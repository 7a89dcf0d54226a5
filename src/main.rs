use std::fs::File;
use std::io::BufWriter;
use std::path::PathBuf;
use std::process::ExitCode;

use clap::{Args, Parser, Subcommand};
use rand::rngs::StdRng;
use rand::SeedableRng;
use sort_test_tools::patterns;
use tracing::{error, info};
use tracing_subscriber::EnvFilter;

use quicksort_study::experiment::{self, Algorithm, BenchConfig, Distribution};
use quicksort_study::{deterministic, randomized, report, verify, Error, Result};

#[derive(Parser, Debug)]
#[command(name = "quicksort-study", version, about = "Deterministic vs randomized quicksort")]
struct Cli {
    #[command(subcommand)]
    command: Command,
}

#[derive(Subcommand, Debug)]
enum Command {
    /// Check both variants, sort a sample and run a quick comparison.
    Demo {
        #[arg(long)]
        seed: Option<u64>,
    },
    /// Run the correctness checks.
    Verify(VerifyArgs),
    /// Time both variants over a grid of sizes and distributions.
    Bench(BenchArgs),
}

#[derive(Args, Debug)]
struct VerifyArgs {
    /// Random rounds per variant on top of the representative cases.
    #[arg(long, default_value_t = 10)]
    rounds: usize,
    #[arg(long, default_value_t = 1_000)]
    max_size: usize,
    #[arg(long)]
    seed: Option<u64>,
}

#[derive(Args, Debug)]
struct BenchArgs {
    /// JSON file with a benchmark configuration. Flags override its values.
    #[arg(long)]
    config: Option<PathBuf>,
    #[arg(long, value_delimiter = ',')]
    sizes: Option<Vec<usize>>,
    #[arg(long, value_delimiter = ',')]
    distributions: Option<Vec<Distribution>>,
    #[arg(long)]
    trials: Option<usize>,
    #[arg(long)]
    seed: Option<u64>,
    #[arg(long)]
    recursion_limit: Option<usize>,
    #[arg(long)]
    pin_core: Option<usize>,
    /// Write the result records as JSON to this file.
    #[arg(long)]
    json: Option<PathBuf>,
}

impl BenchArgs {
    fn into_config(self) -> Result<(BenchConfig, Option<PathBuf>)> {
        let mut config = match &self.config {
            Some(path) => BenchConfig::from_json_file(path)?,
            None => BenchConfig::default(),
        };

        if let Some(sizes) = self.sizes {
            config.sizes = sizes;
        }
        if let Some(distributions) = self.distributions {
            config.distributions = distributions;
        }
        if let Some(trials) = self.trials {
            config.trials = trials;
        }
        if self.seed.is_some() {
            config.seed = self.seed;
        }
        if let Some(recursion_limit) = self.recursion_limit {
            config.recursion_limit = recursion_limit;
        }
        if self.pin_core.is_some() {
            config.pin_core = self.pin_core;
        }

        Ok((config, self.json))
    }
}

fn main() -> ExitCode {
    tracing_subscriber::fmt()
        .with_env_filter(
            EnvFilter::try_from_default_env().unwrap_or_else(|_| EnvFilter::new("info")),
        )
        .with_target(false)
        .init();

    let cli = Cli::parse();

    match run(cli.command) {
        Ok(()) => ExitCode::SUCCESS,
        // Already logged with its diagnostic by the correctness harness.
        Err(Error::Verify(_)) => ExitCode::FAILURE,
        Err(err) => {
            error!("{err}");
            ExitCode::FAILURE
        }
    }
}

fn run(command: Command) -> Result<()> {
    match command {
        Command::Demo { seed } => demo(seed),
        Command::Verify(args) => verify_cmd(args),
        Command::Bench(args) => bench(args),
    }
}

fn seeded_rng(seed: Option<u64>) -> StdRng {
    let seed = seed.unwrap_or_else(patterns::random_init_seed);
    info!(seed, "seeding rng");
    StdRng::seed_from_u64(seed)
}

fn verify_cmd(args: VerifyArgs) -> Result<()> {
    let mut rng = seeded_rng(args.seed);

    let cases = verify::representative_cases(&mut rng);
    let report = verify::run_suite(&cases, &mut rng)?;
    println!("{} representative checks passed", report.passed.len());

    for algorithm in Algorithm::ALL {
        verify::verify_random(algorithm, args.rounds, args.max_size, &mut rng)?;
        println!("All {} random rounds passed for {algorithm}", args.rounds);
    }

    Ok(())
}

fn demo(seed: Option<u64>) -> Result<()> {
    let mut rng = seeded_rng(seed);

    println!("--- Correctness Verification ---");
    let cases = verify::representative_cases(&mut rng);
    let report = verify::run_suite(&cases, &mut rng)?;
    for outcome in &report.passed {
        println!(
            "  PASS {:<16} {:<14} partitions={}",
            outcome.case, outcome.algorithm, outcome.stats.partitions
        );
    }

    println!("\n--- Sorting Demonstration ---");
    let sample = vec![38, 27, 43, 3, 9, 82, 10];
    let mut det = sample.clone();
    deterministic::sort(&mut det);
    let mut rand = sample.clone();
    randomized::sort_with_rng(&mut rand, &mut rng);
    println!("Original array:  {sample:?}");
    println!("Deterministic:   {det:?}");
    println!("Randomized:      {rand:?}");

    println!("\n--- Quick Performance Comparison ---");
    let config = BenchConfig {
        sizes: vec![1_000, 5_000, 10_000],
        distributions: vec![
            Distribution::Random,
            Distribution::Sorted,
            Distribution::Reverse,
        ],
        trials: 1,
        seed,
        ..BenchConfig::default()
    };
    let records = experiment::run_experiments(&config)?;
    print!("{}", report::summary_table(&records));

    Ok(())
}

fn bench(args: BenchArgs) -> Result<()> {
    let (config, json) = args.into_config()?;
    let records = experiment::run_experiments(&config)?;

    print!("{}", report::summary_table(&records));

    println!("\nSpeedup (deterministic / randomized):");
    for speedup in report::speedups(&records) {
        let ratio = speedup
            .ratio
            .map_or_else(|| "N/A".to_string(), |ratio| format!("{ratio:.2}x"));
        println!("  {:<14} {:>6}  {ratio}", speedup.distribution, speedup.size);
    }

    if let Some(path) = json {
        let file = File::create(&path).map_err(|source| Error::WriteResults {
            path: path.clone(),
            source,
        })?;
        report::write_json(&records, BufWriter::new(file))?;
        info!(path = %path.display(), "wrote result records");
    }

    Ok(())
}
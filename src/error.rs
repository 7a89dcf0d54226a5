use std::io;
use std::path::PathBuf;

use thiserror::Error;

use crate::verify::VerifyError;

pub type Result<T, E = Error> = std::result::Result<T, E>;

#[derive(Debug, Error)]
pub enum Error {
    #[error(transparent)]
    Verify(#[from] VerifyError),

    #[error("invalid benchmark configuration: {0}")]
    InvalidConfig(String),

    #[error("failed to read benchmark configuration {}", .path.display())]
    ConfigRead {
        path: PathBuf,
        #[source]
        source: io::Error,
    },

    #[error("failed to parse benchmark configuration {}", .path.display())]
    ConfigParse {
        path: PathBuf,
        #[source]
        source: serde_json::Error,
    },

    #[error("failed to write results to {}", .path.display())]
    WriteResults {
        path: PathBuf,
        #[source]
        source: io::Error,
    },

    #[error("failed to serialize results")]
    Export(#[from] serde_json::Error),
}
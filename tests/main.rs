use rand::rngs::StdRng;
use rand::SeedableRng;
use sort_test_tools::{instantiate_sort_tests, patterns, Sort};

struct DeterministicSort {}

impl Sort for DeterministicSort {
    fn name() -> String {
        "quicksort_deterministic".into()
    }

    fn sort<T>(arr: &mut [T])
    where
        T: Ord,
    {
        quicksort_study::deterministic::sort(arr);
    }

    fn sort_range<T>(arr: &mut [T], low: usize, high: usize)
    where
        T: Ord,
    {
        quicksort_study::deterministic::sort_range(arr, low, high);
    }
}

struct RandomizedSort {}

impl Sort for RandomizedSort {
    fn name() -> String {
        "quicksort_randomized".into()
    }

    fn sort<T>(arr: &mut [T])
    where
        T: Ord,
    {
        let mut rng = StdRng::seed_from_u64(patterns::random_init_seed());
        quicksort_study::randomized::sort_with_rng(arr, &mut rng);
    }

    fn sort_range<T>(arr: &mut [T], low: usize, high: usize)
    where
        T: Ord,
    {
        let mut rng = StdRng::seed_from_u64(patterns::random_init_seed());
        quicksort_study::randomized::sort_range(arr, low, high, &mut rng);
    }
}

mod deterministic {
    use super::*;

    instantiate_sort_tests!(DeterministicSort);
}

mod randomized {
    use super::*;

    instantiate_sort_tests!(RandomizedSort);
}
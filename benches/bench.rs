use std::env;
use std::hint::black_box;

use criterion::{criterion_group, criterion_main, BatchSize, BenchmarkId, Criterion, Throughput};
use rand::rngs::StdRng;
use rand::SeedableRng;
use sort_test_tools::patterns;

use quicksort_study::experiment::{Algorithm, Distribution};
use quicksort_study::DEFAULT_RECURSION_LIMIT;

const BENCH_SIZES: [usize; 6] = [500, 1_000, 2_000, 5_000, 8_000, 10_000];

// Set BENCH_DISTRIBUTIONS=random,sorted to restrict the run.
fn bench_distributions() -> Vec<Distribution> {
    match env::var("BENCH_DISTRIBUTIONS") {
        Ok(list) => list
            .split(',')
            .map(|name| name.parse().unwrap_or_else(|err: String| panic!("{err}")))
            .collect(),
        Err(_) => vec![
            Distribution::Random,
            Distribution::Sorted,
            Distribution::Reverse,
        ],
    }
}

fn bench_sorts(c: &mut Criterion) {
    let seed = patterns::random_init_seed();
    println!("Seed: {seed}");
    let mut rng = StdRng::seed_from_u64(seed);

    for distribution in bench_distributions() {
        let mut group = c.benchmark_group(distribution.name());

        for size in BENCH_SIZES {
            group.throughput(Throughput::Elements(size as u64));
            let input = distribution.generate(size, &mut rng);

            for algorithm in Algorithm::ALL {
                group.bench_with_input(
                    BenchmarkId::new(algorithm.name(), size),
                    &input,
                    |b, input| {
                        b.iter_batched_ref(
                            || input.clone(),
                            |v| {
                                algorithm.sort(
                                    black_box(v.as_mut_slice()),
                                    &mut rng,
                                    DEFAULT_RECURSION_LIMIT,
                                )
                            },
                            BatchSize::LargeInput,
                        )
                    },
                );
            }
        }

        group.finish();
    }
}

criterion_group!(benches, bench_sorts);
criterion_main!(benches);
· · · ·
_Task instructions_:
Every line above that carries the string "clone" should be copied.

_Exercise solution_:
    let mut det = sample.clone();
    let mut rand = sample.clone();
            path: path.clone(),
                            || input.clone(),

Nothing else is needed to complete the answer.